Join us

Helm application manager for Kubernetes. Using professional and hand-crafted charts.

1_vgVBujY4do_UTKEu_5JYHA.png

Helm logo

Helm is the most widely used package manager for Kubernetes. It is difficult to imagine Docker without https://hub.docker.com/ and the relation is pretty similar in the case of Kubernetes and https://helm.sh/.

Cloud Native Computing Foundation depicts Helm as a major player in Application Definition & Image Build category by awarding it with the “Graduated” honor, leading position, and large size.

My plan is to construct an artificial application example consisting of a mixture of RabbitMQ message broker, wrapped in Helm package and maintained by Bitnami (so, I do not need to worry about this part myself but rather trust to maintainer) and very naive Rest API server (so, I put there my business-related logic) connecting to RabbitMQ and sending/receiving messages.

This plan is nothing too unusual for software developers, like writing Node.js application and digging into npm packages for libraries or coding .Net Core application and searching nuget for the same purpose. One part of the project I will conduct with my hands, other part is already done by somebody else. Contrary to these examples, my tiny project will be delivered by Helm to the Kubernetes cluster!

My Kubernetes playground will be minikube. The screenshots below reveal the fact I use Windows host machine for this article. Please consider this as firm guarantee that any Kubernetes cluster (cloud or host-based) and any host OS will be suitable for this task. Windows OS is known for its tricks to run Linux native stuff. In the very last remark, I assume that the reader has installed both minikube and Helm as these tasks are straightforward (old but still mostly actual video tutorial is here).

Good. So, let’s create new folder (/c/Temp/helmarticle), run Kubernetes cluster with minikube and make sure none of Helm packages installed so far.

Cluster initial state

Open Helm site, select Charts tab and got redirected to https://artifacthub.io/ which is a public repository, and search there for RabbitMQ. The result page is RabbitMQ packaged by Bitnami.

Helm package home page

Doing the first instruction to point local Helm where to get packages for Bitnami:

However, the plan is not to install RabbitMQ from the remote repository, but to pull it locally to investigate it(remember, I am going to create my very own chart soon). Another important reason is to stay independent from the remote registry as it can have new incompatible version of the package in the future, it can be unreachable or unexisting at all.
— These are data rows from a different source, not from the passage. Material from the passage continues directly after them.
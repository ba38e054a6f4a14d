//! Auto-Mock Example
//!
//! A `Service` exposes a `Repository`, which exposes a `Connection`. One
//! chained setup configures the whole path: intermediate mocks are created on
//! the fly and reused by every later setup that walks the same prefix.
//!
//! The example also shows recursive verification across those children and
//! events raised from a setup.

use std::sync::{Arc, Mutex};

use decoy::*;

fn connection() -> Capability {
    Capability::interface("Connection")
        .method("Execute", [TypeDesc::Str], TypeDesc::Int)
        .event("Closed")
}

fn repository() -> Capability {
    Capability::interface("Repository")
        .readonly_property("Connection", TypeDesc::Capability(connection))
        .method("Find", [TypeDesc::Int], TypeDesc::option(TypeDesc::Str))
}

fn service() -> Capability {
    Capability::interface("Service")
        .readonly_property("Repository", TypeDesc::Capability(repository))
        .property("Retries", TypeDesc::Int)
}

fn main() -> Result {
    tracing_subscriber::fmt()
        .with_max_level(tracing::Level::DEBUG)
        .init();

    let mock = Mock::new(
        service(),
        MockConfig::default().with_default_value(DefaultValue::Mock),
    );
    mock.setup_all_properties()?;

    mock.setup(Call::get("Repository").then_method("Find").arg(7))?
        .returns("seven")
        .verifiable();
    mock.setup(
        Call::get("Repository")
            .then_get("Connection")
            .then_method("Execute")
            .with(Matcher::described("a DELETE statement", |v| {
                v.as_str().is_some_and(|s| s.starts_with("DELETE"))
            })),
    )?
    .raises("Closed", args![])
    .returns(-1);

    let closed = Arc::new(Mutex::new(0));
    let counter = closed.clone();
    let svc = mock.object();
    let repo = svc.get_as::<Substitute>("Repository")?;
    let conn = repo.get_as::<Substitute>("Connection")?;
    conn.subscribe(
        "Closed",
        &Handler::new(move |_| {
            if let Ok(mut n) = counter.lock() {
                *n += 1;
            }
            Ok(())
        }),
    )?;

    println!("Find(7) = {:?}", repo.call_as::<Option<String>>("Find", args![7])?);
    println!("Find(8) = {:?}", repo.call_as::<Option<String>>("Find", args![8])?);
    println!("Execute = {}", conn.call("Execute", args!["DELETE FROM users"])?);
    println!("Execute = {}", conn.call("Execute", args!["SELECT 1"])?);
    println!("Closed raised {:?} times", closed.lock().map(|n| *n).unwrap_or_default());

    svc.set("Retries", 3)?;
    println!("Retries = {}", svc.get("Retries")?);

    // Walking the same prefix twice yields the same child.
    assert_eq!(repo, svc.get_as::<Substitute>("Repository")?);
    println!("children of the root: {}", mock.inner_mocks().len());

    mock.verify()?;
    mock.verify_call(
        Call::get("Repository").then_get("Connection").then_method("Execute").with(Matcher::any()),
        Times::exactly(2),
    )?;

    // Every setup, including the one on the connection, has matched.
    match mock.verify_all() {
        Ok(()) => println!("all setups satisfied"),
        Err(e) => println!("{e}"),
    }

    Ok(())
}
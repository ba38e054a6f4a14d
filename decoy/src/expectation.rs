use std::{
    fmt,
    sync::{
        Arc, Mutex,
        atomic::{AtomicUsize, Ordering},
    },
};

use crate::{
    Error, Matcher, MemberId, Times, TypeDesc, Value, call::Segment, internal::lock,
};

pub(crate) type Producer = Arc<dyn Fn(&[Value]) -> Value + Send + Sync>;
pub(crate) type Thrower = Arc<dyn Fn(&[Value]) -> Error + Send + Sync>;
pub(crate) type Callback = Arc<dyn Fn(&[Value]) + Send + Sync>;
pub(crate) type EventArgs = Arc<dyn Fn(&[Value]) -> Vec<Value> + Send + Sync>;

/// Behavior pieces attached to an expectation after it is registered.
#[derive(Clone, Default)]
pub(crate) struct Behavior {
    pub(crate) returns: Option<Producer>,
    pub(crate) throws: Option<Thrower>,
    pub(crate) callbacks: Vec<Callback>,
    pub(crate) call_base: bool,
    pub(crate) raises: Vec<(Arc<str>, EventArgs)>,
}

#[derive(Debug, Clone, Copy, Default)]
struct Verification {
    verifiable: bool,
    times: Option<Times>,
}

/// A registered call pattern together with its configured behavior.
///
/// Expectations are created by [`Mock::setup`](crate::Mock::setup) and live
/// for as long as their mock. The matched count only moves when a call is
/// dispatched to this expectation; verification scans the invocation log
/// instead and never touches it.
pub struct Expectation {
    member: MemberId,
    matchers: Vec<Matcher>,
    returns: TypeDesc,
    behavior: Mutex<Behavior>,
    verification: Mutex<Verification>,
    is_hop: bool,
    matched: AtomicUsize,
}

impl Expectation {
    pub(crate) fn new(member: MemberId, matchers: Vec<Matcher>, returns: TypeDesc) -> Self {
        Self {
            member,
            matchers,
            returns,
            behavior: Mutex::new(Behavior::default()),
            verification: Mutex::new(Verification::default()),
            is_hop: false,
            matched: AtomicUsize::new(0),
        }
    }

    /// An intermediate link of a fluent chain, answering with a child mock.
    pub(crate) fn hop(member: MemberId, matchers: Vec<Matcher>, returns: TypeDesc, child: Value) -> Self {
        let mut expectation = Self::new(member, matchers, returns);
        expectation.is_hop = true;
        expectation.update(|b| b.returns = Some(Arc::new(move |_| child.clone())));
        expectation
    }

    pub fn member(&self) -> &MemberId {
        &self.member
    }

    pub fn matchers(&self) -> &[Matcher] {
        &self.matchers
    }

    /// Declared result type of the member this expectation answers.
    pub fn returns(&self) -> &TypeDesc {
        &self.returns
    }

    /// Returns true if `member` is this expectation's member and every
    /// matcher accepts the argument at its position.
    pub fn matches(&self, member: &MemberId, args: &[Value]) -> bool {
        self.member == *member && Matcher::all_match(&self.matchers, args)
    }

    /// Number of calls dispatched to this expectation.
    pub fn matched_count(&self) -> usize {
        self.matched.load(Ordering::Acquire)
    }

    pub fn is_verifiable(&self) -> bool {
        lock(&self.verification).verifiable
    }

    /// Count constraint given with [`Setup::verifiable_times`](crate::Setup::verifiable_times).
    pub fn times(&self) -> Option<Times> {
        lock(&self.verification).times
    }

    /// Returns true for the links a fluent setup registers on intermediate mocks.
    pub fn is_hop(&self) -> bool {
        self.is_hop
    }

    pub(crate) fn record_match(&self) {
        self.matched.fetch_add(1, Ordering::AcqRel);
    }

    pub(crate) fn behavior(&self) -> Behavior {
        lock(&self.behavior).clone()
    }

    pub(crate) fn update(&self, f: impl FnOnce(&mut Behavior)) {
        f(&mut lock(&self.behavior));
    }

    pub(crate) fn mark_verifiable(&self, times: Option<Times>) {
        let mut verification = lock(&self.verification);
        verification.verifiable = true;
        if times.is_some() {
            verification.times = times;
        }
    }

    /// The constraint checked by aggregate verification.
    pub(crate) fn effective_times(&self) -> Times {
        self.times().unwrap_or_default()
    }

    /// Canonical rendering, e.g. `Calculator.Add(1, any)`.
    pub fn render(&self) -> String {
        Segment::render(&self.member, &self.matchers)
    }
}

impl fmt::Debug for Expectation {
    fn fmt(&self, f: &mut fmt::Formatter<'_>) -> fmt::Result {
        f.debug_struct("Expectation")
            .field("call", &self.render())
            .field("matched", &self.matched_count())
            .field("times", &self.times())
            .field("is_hop", &self.is_hop)
            .finish_non_exhaustive()
    }
}

impl fmt::Display for Expectation {
    fn fmt(&self, f: &mut fmt::Formatter<'_>) -> fmt::Result {
        write!(f, "{}", self.render())
    }
}

#[cfg(test)]
mod tests {
    use super::*;
    use crate::Access;

    fn add() -> MemberId {
        MemberId::new("Calculator", "Add", Access::Call)
    }

    #[test]
    fn matches_checks_member_and_each_position() {
        let e = Expectation::new(add(), vec![Matcher::eq(1), Matcher::any()], TypeDesc::Int);
        assert!(e.matches(&add(), &[Value::from(1), Value::from(99)]));
        assert!(!e.matches(&add(), &[Value::from(2), Value::from(99)]));

        let other = MemberId::new("Calculator", "Sub", Access::Call);
        assert!(!e.matches(&other, &[Value::from(1), Value::from(99)]));
    }

    #[test]
    fn arity_mismatch_never_matches() {
        let e = Expectation::new(add(), vec![Matcher::any(), Matcher::any()], TypeDesc::Int);
        assert!(!e.matches(&add(), &[Value::from(1)]));
    }

    #[test]
    fn matching_does_not_count() {
        let e = Expectation::new(add(), vec![], TypeDesc::Int);
        assert!(e.matches(&add(), &[]));
        assert_eq!(e.matched_count(), 0);
        e.record_match();
        assert_eq!(e.matched_count(), 1);
    }

    #[test]
    fn verifiable_without_times_defaults_to_at_least_once() {
        let e = Expectation::new(add(), vec![], TypeDesc::Int);
        assert!(!e.is_verifiable());
        e.mark_verifiable(None);
        assert!(e.is_verifiable());
        assert_eq!(e.effective_times(), Times::at_least_once());

        e.mark_verifiable(Some(Times::exactly(2)));
        assert_eq!(e.effective_times(), Times::exactly(2));
    }

    #[test]
    fn hop_returns_child_value() {
        let e = Expectation::hop(add(), vec![], TypeDesc::Int, Value::from(5));
        assert!(e.is_hop());
        let returns = e.behavior().returns.expect("hop must answer");
        assert_eq!(returns(&[]), Value::from(5));
    }
}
Helm chart pulling allows to have all package locally and to store it in the source code repository as the best practice approach suggests.

Pulling chart content and untarring it into local subfolder:

At first glance, the ./rabbitmq subfolder content is somewhat scary:

It’s the right time to read Helm chart getting started pages. At this time it’s important to look at two areas.
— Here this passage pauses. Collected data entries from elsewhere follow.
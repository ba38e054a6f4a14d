use std::{
    collections::HashMap,
    fmt,
    sync::{Arc, Mutex, RwLock},
};

use crate::{
    Error, Expectation, Handler, Invocation, MemberId, Mock, Result, TypeDesc, Value,
    internal::{lock, read, write},
};

/// Per-mock routing state: registered expectations, the invocation log and
/// event subscriptions.
///
/// Both lists are append-only. Locks guard only the push or the snapshot
/// clone; matched behavior runs after every guard is released, so callbacks
/// may call back into the same mock.
#[derive(Default)]
pub(crate) struct Interceptor {
    expectations: RwLock<Vec<Arc<Expectation>>>,
    invocations: RwLock<Vec<Arc<Invocation>>>,
    handlers: Mutex<HashMap<Arc<str>, Vec<Handler>>>,
}

impl Interceptor {
    pub(crate) fn add_expectation(&self, expectation: Arc<Expectation>) {
        write(&self.expectations).push(expectation);
    }

    pub(crate) fn expectations(&self) -> Vec<Arc<Expectation>> {
        read(&self.expectations).clone()
    }

    pub(crate) fn invocations(&self) -> Vec<Arc<Invocation>> {
        read(&self.invocations).clone()
    }

    /// Most recently registered expectation accepting the call.
    fn find_match(&self, member: &MemberId, args: &[Value]) -> Option<Arc<Expectation>> {
        read(&self.expectations)
            .iter()
            .rev()
            .find(|e| e.matches(member, args))
            .cloned()
    }

    fn record(&self, invocation: Invocation) -> Arc<Invocation> {
        let invocation = Arc::new(invocation);
        write(&self.invocations).push(invocation.clone());
        invocation
    }

    /// Route one call from the substitute.
    pub(crate) fn intercept(
        &self,
        mock: &Mock,
        member: MemberId,
        returns: TypeDesc,
        args: Vec<Value>,
    ) -> Result<Value> {
        let matched = self.find_match(&member, &args);
        if let Some(expectation) = &matched {
            expectation.record_match();
        }
        let invocation = self.record(Invocation::new(member, args, matched.clone()));

        match matched {
            Some(expectation) => {
                tracing::trace!(
                    mock = %mock.id(),
                    call = %invocation,
                    setup = %expectation,
                    "call matched"
                );
                Self::execute(mock, &expectation, &invocation)
            }
            None => {
                tracing::trace!(mock = %mock.id(), call = %invocation, "call unmatched");
                if mock.config().behavior().is_strict() {
                    tracing::debug!(mock = %mock.id(), call = %invocation, "strict mock rejected call");
                    return Err(Error::UnmatchedStrictCall(invocation.to_string()));
                }
                if mock.config().call_base() && mock.has_base() {
                    return mock.call_base(invocation.member(), invocation.args());
                }
                mock.provide_default(invocation.member(), &returns)
            }
        }
    }

    /// Run a matched expectation's behavior: callbacks, then the configured
    /// error, then raised events, then the result.
    fn execute(mock: &Mock, expectation: &Expectation, invocation: &Invocation) -> Result<Value> {
        let behavior = expectation.behavior();
        let args = invocation.args();

        for callback in &behavior.callbacks {
            callback(args);
        }
        if let Some(throws) = &behavior.throws {
            return Err(throws(args));
        }
        for (event, event_args) in &behavior.raises {
            mock.raise(event, event_args(args))?;
        }
        if let Some(returns) = &behavior.returns {
            return Ok(returns(args));
        }
        if behavior.call_base {
            return mock.call_base(invocation.member(), args);
        }
        mock.provide_default(invocation.member(), expectation.returns())
    }

    pub(crate) fn subscribe(&self, event: Arc<str>, handler: Handler) {
        lock(&self.handlers).entry(event).or_default().push(handler);
    }

    /// Remove the most recent subscription of `handler`.
    pub(crate) fn unsubscribe(&self, event: &str, handler: &Handler) -> bool {
        let mut handlers = lock(&self.handlers);
        let Some(list) = handlers.get_mut(event) else {
            return false;
        };
        match list.iter().rposition(|h| h == handler) {
            Some(index) => {
                list.remove(index);
                true
            }
            None => false,
        }
    }

    /// Currently subscribed handlers, in subscription order.
    pub(crate) fn invocation_list(&self, event: &str) -> Vec<Handler> {
        lock(&self.handlers)
            .get(event)
            .cloned()
            .unwrap_or_default()
    }
}

impl fmt::Debug for Interceptor {
    fn fmt(&self, f: &mut fmt::Formatter<'_>) -> fmt::Result {
        f.debug_struct("Interceptor")
            .field("expectations.len()", &read(&self.expectations).len())
            .field("invocations.len()", &read(&self.invocations).len())
            .finish_non_exhaustive()
    }
}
First is the content of templates folder. The YAML files describe concrete pieces of Kubernetes deployment. svc.yaml is for Service, ingress.yaml is nginx routes etc. In fact, the structure of that files is similar to Kubernetes manifest files with the majority of lines “tweaked” with double curly braces {{ 
 }}. These braces are Go template language injections and YAML files are passed through the transformation pipeline which “executed” Go constructions inside braces and substitutes curly braces with the execution results. In such a way, output files are pure Kubernetes manifest files, which are applied to Cluster. To make it simpler, better to concentrate on files structure here.

Second is value values.yaml. It has more than 1000 lines mostly with documentation what which value is responsible for what (same details can be found on the official Helm chart description page). Basically, all these values are used in transformation pipeline as input to Go template injections and imply on result manifest files.
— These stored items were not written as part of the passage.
//! Argument matching for setups and verification.

use std::{fmt, ops::RangeInclusive, sync::Arc};

use crate::{TypeDesc, Value};

type MatchFn = Arc<dyn Fn(&Value) -> bool + Send + Sync>;

/// Decides whether one actual argument satisfies a configured pattern.
///
/// A matcher is one of:
/// - a literal value, compared with [`Value`] equality
/// - a predicate, evaluated on every call
/// - a wildcard, optionally scoped to a declared type
///
/// Predicates must be pure: they run during dispatch and again for every
/// logged invocation each time a verification scans the log.
///
/// # Example
///
/// ```rust
/// use decoy::{Matcher, TypeDesc, Value};
///
/// assert!(Matcher::eq(3).matches(&Value::from(3)));
/// assert!(Matcher::any().matches(&Value::from("anything")));
/// assert!(!Matcher::any_of(TypeDesc::Int).matches(&Value::from("text")));
/// assert!(Matcher::with(|v| v.as_i64().is_some_and(|n| n > 10)).matches(&Value::from(11)));
/// ```
#[derive(Clone)]
pub enum Matcher {
    Literal(Value),
    Predicate { description: Arc<str>, test: MatchFn },
    Any(Option<TypeDesc>),
}

impl Matcher {
    /// Match arguments equal to `value`.
    pub fn eq(value: impl Into<Value>) -> Self {
        Matcher::Literal(value.into())
    }

    /// Match every argument.
    pub fn any() -> Self {
        Matcher::Any(None)
    }

    /// Match every argument that is an instance of `ty`.
    pub fn any_of(ty: TypeDesc) -> Self {
        Matcher::Any(Some(ty))
    }

    /// Match arguments accepted by a predicate.
    pub fn with<F>(predicate: F) -> Self
    where
        F: Fn(&Value) -> bool + Send + Sync + 'static,
    {
        Self::described("<predicate>", predicate)
    }

    /// Like [`with`](Self::with), rendered as `description` in diagnostics.
    pub fn described<F>(description: &str, predicate: F) -> Self
    where
        F: Fn(&Value) -> bool + Send + Sync + 'static,
    {
        Matcher::Predicate {
            description: Arc::from(description),
            test: Arc::new(predicate),
        }
    }

    /// Match numeric arguments within an inclusive range. Integers compare
    /// exactly; floats compare against the bounds converted to `f64`.
    pub fn range(range: RangeInclusive<i64>) -> Self {
        let description = format!("in {}..={}", range.start(), range.end());
        Self::described(&description, move |v| match v {
            Value::Float(f) => (*range.start() as f64..=*range.end() as f64).contains(f),
            other => other.as_i64().is_some_and(|n| range.contains(&n)),
        })
    }

    /// Returns true if `actual` satisfies this matcher.
    pub fn matches(&self, actual: &Value) -> bool {
        match self {
            Matcher::Literal(expected) => expected == actual,
            Matcher::Predicate { test, .. } => test(actual),
            Matcher::Any(None) => true,
            Matcher::Any(Some(ty)) => ty.accepts(actual),
        }
    }

    pub(crate) fn all_match(matchers: &[Matcher], args: &[Value]) -> bool {
        matchers.len() == args.len() && matchers.iter().zip(args).all(|(m, a)| m.matches(a))
    }
}

impl fmt::Display for Matcher {
    fn fmt(&self, f: &mut fmt::Formatter<'_>) -> fmt::Result {
        match self {
            Matcher::Literal(v) => write!(f, "{v}"),
            Matcher::Predicate { description, .. } => write!(f, "{description}"),
            Matcher::Any(None) => write!(f, "any"),
            Matcher::Any(Some(ty)) => write!(f, "any::<{ty}>"),
        }
    }
}

impl fmt::Debug for Matcher {
    fn fmt(&self, f: &mut fmt::Formatter<'_>) -> fmt::Result {
        f.debug_tuple("Matcher").field(&format_args!("{self}")).finish()
    }
}

impl From<Value> for Matcher {
    fn from(value: Value) -> Self {
        Matcher::Literal(value)
    }
}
Both areas look very big and complicated indeed but bare with me until I create a hand-crafted chart myself and this cart will be simple but touches both menationd areas. In addition, what is shown are really professional and well-maintained chart which does a lot more than just run RabbitMQ server.

I, as the end-user, will only need to modify some out of the many values that the maintainer is proposed to me in the chart description. This correction can be done in two ways. First, and I am going to show it now, via helm command parameters. Second approach, and I will show it later, is with help of custom YAML files which can be created (and stored in the repository along with other files) to overwrite any variable value from values.yaml. Given the fact of good chart values documentation existence, this should not be hard, if needed at all.

My plan is to overwrite RabbitMQ instance user and password and cluster cookie. It can be done with — set parameter followed by overwriting value pairs(RTFM for chart to understand what each value does).

Important command pieces:

my-rabbitmq is future Helm chart application name, Kubernetes object name parts, network address to talk to RabbitMQ.

— set is the value is admin credentials.

./rabbitmq/ is subfolder pass where pulled chart is located.

And the output in my console:

helm install output

Please pay attention to the output and read carefully through it. Especially, in case of reinstallation or having trouble connecting to RabbitMQ Admin UI!!!

Enter RabbitMQ Admin UI port-forward command from installation output:

Opening in browser http://localhost:15672/ should result in credentials enter window:

So nice, that it has been overwritten in Helm chart install command and credentials are known now. After entering it, the RabbitMQ Admin UI is shown:

With that, the first half of the plan is implemented, Helm is used to deploy RabbitMQ in Kubernetes cluster. Bitnami organization, as a professional chart maintainer, helped a lot.

Current cluster details

helm list shows that one application with name my-rabbitmq is deployed. Name specified during installation and takes part into Kubernetes cluster objects naming;

kubectl get all reveals what is in cluster at the moment. There are two RabbitMQs services, a single file system to cope with statefulness and a single pod as compute entity.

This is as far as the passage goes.